Poetry by Henry Howard

PRIMARY SOURCE:
    • "I never saw my lady lay apart"
    • "The sun hath twice brought forth his tender green"
    • "London! hast thou accused me"
    • "Wyatt resteth here, that quick could never rest" 
Context
  • Publication: Surrey was born eldest son of Thomas Howard and Elizabeth Stafford (daughter to Edward Stafford, Duke of Buckingham), entitled Earl of Surrey at age 7 when his father ascended to Duke of Norfolk upon his father's death, and raised alongside Henry Fitzroy, Duke of Richmond, from age 12. Surrey spent a year at the French court, returning for Anne Boelyn's wedding. Surrey wed Frances de Vere, daughter to the Earl of Oxford, in 1532. The Seymours conspired against Surrey at court, eventually resulting in Surrey's imprisonment in Windsor. He returned to favor, but was imprisoned in Fleet for drunken rioting, where he composed "London hast thou accused me." Despite his service in war, the Seymours won a campaign to have Surrey convicted of treason. Among other reasons, Surrey displayed the royal quarterings on his shield. Surrey's poetry circulated in manuscript long after his death, and Richard Tottel published 47 of them alongside 90 by Wyatt in the Miscellany. EEBO link.
  • Scholarship: Scholars have been interested in Surrey's early adoption of the sonnet, in his Ovidianism, his erotic politics, and in his use of heraldry.

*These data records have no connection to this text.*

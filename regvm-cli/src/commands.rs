//! CLI command implementations.
//!
//! Each command returns `Err(exit_code)` after printing its own diagnostics.

use crate::args::{DeployArgs, DisassembleArgs, GlobalArgs, RunArgs, ValidateArgs};
use regvm_common::ContractRecord;
use regvm_validator::{validate_with, OperandRules, PermissiveRules, StrictRules};
use regvm_vm::{ContractStore, Engine, EngineError, FileStore, MemoryHost, VmConfig};
use std::fs;
use tracing::info;

type CliEngine = Engine<FileStore, MemoryHost>;

/// Validate a bytecode file and store it as a contract.
pub fn deploy(global: &GlobalArgs, args: &DeployArgs) -> Result<(), i32> {
    let bytecode = fs::read(&args.bytecode).map_err(|e| {
        eprintln!("error: cannot read '{}': {e}", args.bytecode.display());
        1
    })?;

    let mut record = ContractRecord::new(bytecode, args.owner.clone()).with_balance(args.balance);
    if args.functions.is_empty() {
        record = record.with_function("main", 0);
    }
    for f in &args.functions {
        record = record.with_function(f.name.clone(), f.offset);
    }

    let mut engine = open_engine(global)?;
    engine
        .deploy(&args.address, &record)
        .map_err(report_engine_error)?;

    println!(
        "deployed {} ({} bytes, {} function(s))",
        args.address,
        record.byte_code_len,
        record.functions.len()
    );
    Ok(())
}

/// Run a stored contract and print its outcome.
pub fn run(global: &GlobalArgs, args: &RunArgs) -> Result<(), i32> {
    let mut engine = open_engine(global)?;
    let outcome = match &args.function {
        Some(name) => engine.run_function(&args.address, name, &args.params, args.amount, args.gas),
        None => engine.run(&args.address, &args.params, args.amount, args.gas),
    }
    .map_err(report_engine_error)?;

    info!(address = %args.address, result = %outcome.result, "run complete");

    engine.store().save_ledger(engine.host()).map_err(|e| {
        eprintln!("error: cannot save ledger: {e}");
        1
    })?;

    if args.json {
        let json = serde_json::to_string(&outcome).map_err(|e| {
            eprintln!("error: {e}");
            1
        })?;
        println!("{json}");
    } else {
        println!("result: {}", outcome.result);
        println!("gas_used: {}", outcome.gas_used);
        println!("gas_remaining: {}", outcome.gas_remaining);
        println!("steps: {}", outcome.steps);
        println!("pc: {}", outcome.pc);
        println!("persisted: {}", outcome.persisted);
    }

    if outcome.result.is_ok() {
        Ok(())
    } else {
        Err(3)
    }
}

/// Validate a stored contract.
pub fn validate(global: &GlobalArgs, args: &ValidateArgs) -> Result<(), i32> {
    let store = open_store(global)?;
    let record = store.load(&args.address).map_err(|e| {
        eprintln!("error: {e}");
        1
    })?;

    let rules: &dyn OperandRules = if args.strict {
        &StrictRules
    } else {
        &PermissiveRules
    };
    match validate_with(&record, rules) {
        Ok(()) => {
            println!(
                "OK: {} ({} bytes, {} function(s))",
                args.address,
                record.code().len(),
                record.functions.len()
            );
            Ok(())
        }
        Err(errors) => {
            for e in &errors {
                eprintln!("error: {e}");
            }
            Err(2)
        }
    }
}

/// Print a listing of a stored contract or a raw bytecode file.
pub fn disassemble(global: &GlobalArgs, args: &DisassembleArgs) -> Result<(), i32> {
    let text = match (&args.file, &args.address) {
        (Some(path), _) => {
            let code = fs::read(path).map_err(|e| {
                eprintln!("error: cannot read '{}': {e}", path.display());
                1
            })?;
            regvm_disassembler::disassemble(&code)
        }
        (None, Some(address)) => {
            let record = open_store(global)?.load(address).map_err(|e| {
                eprintln!("error: {e}");
                1
            })?;
            regvm_disassembler::disassemble_record(&record)
        }
        (None, None) => {
            eprintln!("error: disassemble needs an address or --file");
            return Err(1);
        }
    };
    print!("{text}");
    Ok(())
}

fn open_store(global: &GlobalArgs) -> Result<FileStore, i32> {
    FileStore::open(&global.store).map_err(|e| {
        eprintln!("error: cannot open store '{}': {e}", global.store.display());
        1
    })
}

fn open_engine(global: &GlobalArgs) -> Result<CliEngine, i32> {
    let config = match &global.config {
        Some(path) => VmConfig::load(path).map_err(|e| {
            eprintln!("error: {}: {e}", path.display());
            1
        })?,
        None => VmConfig::default(),
    };
    let store = open_store(global)?;
    let ledger = store.load_ledger().map_err(|e| {
        eprintln!("error: {e}");
        1
    })?;
    Engine::with_config(store, ledger, config).map_err(|e| {
        eprintln!("error: {e}");
        1
    })
}

/// Print an engine error and pick its exit code.
fn report_engine_error(err: EngineError) -> i32 {
    match err {
        EngineError::Validation(errors) => {
            eprintln!("error: contract failed validation");
            for e in &errors {
                eprintln!("error: {e}");
            }
            2
        }
        other => {
            eprintln!("error: {other}");
            1
        }
    }
}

  • Why I'm reading it: The Canon, the court, sonnets, songs, heraldry.

Content
  • Form:
    • "I never saw my lady lay apart": Iambic pentameter. Shakespearean rhyme scheme.
    • "The sun hath twice brought forth his tender green": Iambic pentameter. abab
    • "London! hast thou accused me": Iambic tetrameter. abab
    • "Wyatt resteth here, that quick could never rest": Iambic pentameter. abab
  • Genre:
    • "I never saw my lady lay apart": Sonnet.
    • "The sun hath twice brought forth his tender green": Lover's lament.
    • "London! hast thou accused me": Satiric jeremiad.
    • "Wyatt resteth here, that quick could never rest": Elegy and encomium.
  • Conceit:
    • "I never saw my lady lay apart": The speaker can't see his Petrarchan lover through her hairpiece.
    • "The sun hath twice brought forth his tender green": A pathetic environment mourns the speaker's spurning by his lady.
    • "London! hast thou accused me": The speaker hides his unruly behavior with a feigned jeremiad.
    • "Wyatt resteth here, that quick could never rest": The speaker anatomizes Wyatt's corpse to praise his virtues.